* [GOAL OF THE EXERCISE] Task for the records below: count the lines that contain the word "label" and give only that number.

* [SOURCE MATERIAL]
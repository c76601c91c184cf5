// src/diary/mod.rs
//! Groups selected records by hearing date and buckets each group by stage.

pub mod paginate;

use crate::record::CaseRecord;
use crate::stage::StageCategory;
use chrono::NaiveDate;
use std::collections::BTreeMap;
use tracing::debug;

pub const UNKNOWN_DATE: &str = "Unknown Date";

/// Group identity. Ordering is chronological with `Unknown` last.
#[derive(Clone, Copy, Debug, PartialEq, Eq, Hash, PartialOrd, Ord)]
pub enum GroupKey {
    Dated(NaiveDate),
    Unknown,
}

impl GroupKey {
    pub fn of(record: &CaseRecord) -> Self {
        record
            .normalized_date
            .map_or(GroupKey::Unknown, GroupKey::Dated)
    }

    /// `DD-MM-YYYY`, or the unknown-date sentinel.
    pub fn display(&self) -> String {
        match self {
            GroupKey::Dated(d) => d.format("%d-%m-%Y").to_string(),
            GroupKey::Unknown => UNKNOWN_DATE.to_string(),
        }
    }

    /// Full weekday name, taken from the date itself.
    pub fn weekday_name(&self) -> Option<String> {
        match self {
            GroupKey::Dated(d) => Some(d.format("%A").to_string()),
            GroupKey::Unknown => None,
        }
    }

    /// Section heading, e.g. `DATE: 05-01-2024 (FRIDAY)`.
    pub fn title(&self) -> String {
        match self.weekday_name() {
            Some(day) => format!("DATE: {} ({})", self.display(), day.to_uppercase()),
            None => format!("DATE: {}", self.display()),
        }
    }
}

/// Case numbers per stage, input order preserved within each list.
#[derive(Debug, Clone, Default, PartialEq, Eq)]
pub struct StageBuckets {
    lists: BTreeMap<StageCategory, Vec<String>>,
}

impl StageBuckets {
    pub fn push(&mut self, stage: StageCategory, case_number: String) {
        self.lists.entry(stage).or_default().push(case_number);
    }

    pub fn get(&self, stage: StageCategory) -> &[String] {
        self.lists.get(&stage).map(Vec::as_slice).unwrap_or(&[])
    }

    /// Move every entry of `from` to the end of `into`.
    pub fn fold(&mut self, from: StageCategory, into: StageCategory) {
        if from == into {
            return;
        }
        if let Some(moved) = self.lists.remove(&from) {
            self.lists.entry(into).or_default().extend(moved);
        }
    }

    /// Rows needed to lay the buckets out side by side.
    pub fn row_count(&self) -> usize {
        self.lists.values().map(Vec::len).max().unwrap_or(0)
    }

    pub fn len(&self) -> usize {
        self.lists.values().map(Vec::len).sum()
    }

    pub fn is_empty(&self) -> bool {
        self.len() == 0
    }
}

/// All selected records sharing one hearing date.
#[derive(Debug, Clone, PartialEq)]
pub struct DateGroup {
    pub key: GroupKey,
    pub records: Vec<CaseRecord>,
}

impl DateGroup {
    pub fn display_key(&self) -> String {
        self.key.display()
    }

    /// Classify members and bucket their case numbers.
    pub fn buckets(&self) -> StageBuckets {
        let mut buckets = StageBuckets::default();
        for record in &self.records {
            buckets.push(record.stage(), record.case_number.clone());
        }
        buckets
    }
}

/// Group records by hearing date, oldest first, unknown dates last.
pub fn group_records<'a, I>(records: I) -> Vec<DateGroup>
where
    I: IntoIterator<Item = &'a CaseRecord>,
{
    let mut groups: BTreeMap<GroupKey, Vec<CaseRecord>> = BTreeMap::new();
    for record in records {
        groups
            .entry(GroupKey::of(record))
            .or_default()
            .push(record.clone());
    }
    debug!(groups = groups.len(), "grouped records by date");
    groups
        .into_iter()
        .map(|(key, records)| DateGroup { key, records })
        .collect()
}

* * *

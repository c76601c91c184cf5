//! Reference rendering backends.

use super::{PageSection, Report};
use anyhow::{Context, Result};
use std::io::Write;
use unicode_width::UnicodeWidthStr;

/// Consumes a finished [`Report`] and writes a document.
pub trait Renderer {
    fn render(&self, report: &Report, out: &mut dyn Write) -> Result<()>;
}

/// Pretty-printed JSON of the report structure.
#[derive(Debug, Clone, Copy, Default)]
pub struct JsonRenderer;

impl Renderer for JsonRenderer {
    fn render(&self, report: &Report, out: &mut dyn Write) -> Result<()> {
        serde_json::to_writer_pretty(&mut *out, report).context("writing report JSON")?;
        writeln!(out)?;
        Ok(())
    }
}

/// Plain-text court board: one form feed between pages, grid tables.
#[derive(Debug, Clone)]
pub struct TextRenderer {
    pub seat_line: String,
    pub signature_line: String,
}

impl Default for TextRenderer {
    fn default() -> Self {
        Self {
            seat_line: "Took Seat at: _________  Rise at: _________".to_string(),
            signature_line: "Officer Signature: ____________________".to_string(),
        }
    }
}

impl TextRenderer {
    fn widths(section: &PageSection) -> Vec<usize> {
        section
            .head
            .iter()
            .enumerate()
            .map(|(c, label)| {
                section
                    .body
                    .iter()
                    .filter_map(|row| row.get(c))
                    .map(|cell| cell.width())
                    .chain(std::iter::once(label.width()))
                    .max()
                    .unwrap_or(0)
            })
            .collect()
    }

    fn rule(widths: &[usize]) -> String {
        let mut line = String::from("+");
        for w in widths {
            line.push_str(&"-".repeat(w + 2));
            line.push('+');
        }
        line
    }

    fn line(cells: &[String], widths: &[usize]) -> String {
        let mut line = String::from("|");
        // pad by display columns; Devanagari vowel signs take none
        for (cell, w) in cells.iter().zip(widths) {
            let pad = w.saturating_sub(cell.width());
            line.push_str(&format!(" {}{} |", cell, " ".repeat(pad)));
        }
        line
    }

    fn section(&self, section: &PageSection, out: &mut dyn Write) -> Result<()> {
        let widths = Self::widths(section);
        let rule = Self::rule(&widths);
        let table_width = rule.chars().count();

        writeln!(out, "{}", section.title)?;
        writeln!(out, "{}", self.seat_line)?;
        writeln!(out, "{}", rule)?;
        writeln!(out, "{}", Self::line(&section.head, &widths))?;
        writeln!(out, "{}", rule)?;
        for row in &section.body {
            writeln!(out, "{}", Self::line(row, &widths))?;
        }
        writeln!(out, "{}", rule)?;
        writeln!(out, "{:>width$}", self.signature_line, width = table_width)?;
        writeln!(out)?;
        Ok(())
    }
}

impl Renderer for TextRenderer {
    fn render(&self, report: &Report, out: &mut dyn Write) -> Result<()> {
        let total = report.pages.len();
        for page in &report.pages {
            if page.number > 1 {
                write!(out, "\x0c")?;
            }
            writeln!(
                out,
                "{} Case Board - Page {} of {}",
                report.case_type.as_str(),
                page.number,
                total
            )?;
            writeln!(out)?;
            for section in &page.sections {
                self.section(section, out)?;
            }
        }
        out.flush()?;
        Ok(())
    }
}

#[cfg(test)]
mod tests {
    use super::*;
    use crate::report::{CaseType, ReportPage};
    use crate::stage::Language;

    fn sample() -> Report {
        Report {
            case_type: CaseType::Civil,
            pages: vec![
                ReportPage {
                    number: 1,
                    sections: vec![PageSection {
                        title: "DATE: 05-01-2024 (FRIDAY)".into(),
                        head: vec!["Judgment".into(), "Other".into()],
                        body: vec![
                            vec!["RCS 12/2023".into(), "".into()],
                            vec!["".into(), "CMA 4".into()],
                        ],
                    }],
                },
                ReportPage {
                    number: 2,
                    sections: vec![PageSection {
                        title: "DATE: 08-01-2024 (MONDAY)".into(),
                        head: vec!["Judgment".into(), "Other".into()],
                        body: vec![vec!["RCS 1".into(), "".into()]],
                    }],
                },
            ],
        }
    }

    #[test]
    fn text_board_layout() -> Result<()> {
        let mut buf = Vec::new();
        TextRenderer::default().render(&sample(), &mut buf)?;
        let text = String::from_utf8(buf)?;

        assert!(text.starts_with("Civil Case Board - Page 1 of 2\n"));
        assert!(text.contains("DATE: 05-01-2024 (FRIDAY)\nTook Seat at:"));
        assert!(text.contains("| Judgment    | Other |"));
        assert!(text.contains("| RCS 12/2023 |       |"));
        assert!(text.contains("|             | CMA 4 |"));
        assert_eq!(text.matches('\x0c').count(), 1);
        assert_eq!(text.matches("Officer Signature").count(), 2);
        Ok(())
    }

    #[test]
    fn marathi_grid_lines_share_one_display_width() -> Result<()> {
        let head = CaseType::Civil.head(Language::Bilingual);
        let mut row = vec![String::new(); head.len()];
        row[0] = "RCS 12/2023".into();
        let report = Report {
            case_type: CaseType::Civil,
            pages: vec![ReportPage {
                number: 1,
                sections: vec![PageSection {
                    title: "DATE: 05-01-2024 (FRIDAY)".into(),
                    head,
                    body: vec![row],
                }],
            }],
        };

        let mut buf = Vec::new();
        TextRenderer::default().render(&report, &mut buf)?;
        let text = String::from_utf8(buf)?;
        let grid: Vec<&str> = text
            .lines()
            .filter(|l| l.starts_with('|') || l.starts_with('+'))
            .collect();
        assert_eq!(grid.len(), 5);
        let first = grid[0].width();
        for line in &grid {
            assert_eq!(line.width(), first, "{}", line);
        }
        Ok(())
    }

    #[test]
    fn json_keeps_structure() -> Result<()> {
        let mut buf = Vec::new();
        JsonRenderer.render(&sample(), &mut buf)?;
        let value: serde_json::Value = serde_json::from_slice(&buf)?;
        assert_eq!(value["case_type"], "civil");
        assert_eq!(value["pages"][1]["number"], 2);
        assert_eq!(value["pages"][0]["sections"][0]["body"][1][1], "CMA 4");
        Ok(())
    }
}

* * *

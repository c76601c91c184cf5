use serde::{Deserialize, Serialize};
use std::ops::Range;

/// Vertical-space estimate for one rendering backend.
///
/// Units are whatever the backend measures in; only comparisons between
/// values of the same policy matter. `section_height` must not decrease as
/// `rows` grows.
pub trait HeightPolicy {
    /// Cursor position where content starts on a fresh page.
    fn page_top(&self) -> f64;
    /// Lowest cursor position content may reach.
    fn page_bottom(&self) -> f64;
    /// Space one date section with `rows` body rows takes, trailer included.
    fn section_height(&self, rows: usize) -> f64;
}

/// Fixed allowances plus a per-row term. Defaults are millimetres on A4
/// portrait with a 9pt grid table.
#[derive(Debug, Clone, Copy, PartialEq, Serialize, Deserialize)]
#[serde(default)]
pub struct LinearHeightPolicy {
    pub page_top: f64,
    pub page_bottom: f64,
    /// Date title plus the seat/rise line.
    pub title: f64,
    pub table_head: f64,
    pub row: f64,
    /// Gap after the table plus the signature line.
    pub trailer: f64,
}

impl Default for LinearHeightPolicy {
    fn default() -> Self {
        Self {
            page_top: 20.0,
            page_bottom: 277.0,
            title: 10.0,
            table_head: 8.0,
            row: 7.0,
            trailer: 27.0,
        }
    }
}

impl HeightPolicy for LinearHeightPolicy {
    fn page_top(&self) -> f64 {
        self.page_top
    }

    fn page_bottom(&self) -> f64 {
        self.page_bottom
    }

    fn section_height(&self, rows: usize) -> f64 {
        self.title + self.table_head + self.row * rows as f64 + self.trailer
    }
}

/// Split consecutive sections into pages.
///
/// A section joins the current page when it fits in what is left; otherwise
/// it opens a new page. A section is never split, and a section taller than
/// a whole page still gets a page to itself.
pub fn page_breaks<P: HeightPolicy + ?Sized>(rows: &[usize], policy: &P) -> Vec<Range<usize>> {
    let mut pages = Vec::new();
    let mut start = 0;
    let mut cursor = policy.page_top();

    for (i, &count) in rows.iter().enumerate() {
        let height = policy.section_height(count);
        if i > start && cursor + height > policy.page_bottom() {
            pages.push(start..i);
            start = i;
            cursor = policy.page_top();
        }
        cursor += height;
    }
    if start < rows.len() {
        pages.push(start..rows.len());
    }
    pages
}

* [TASK RESULT] 2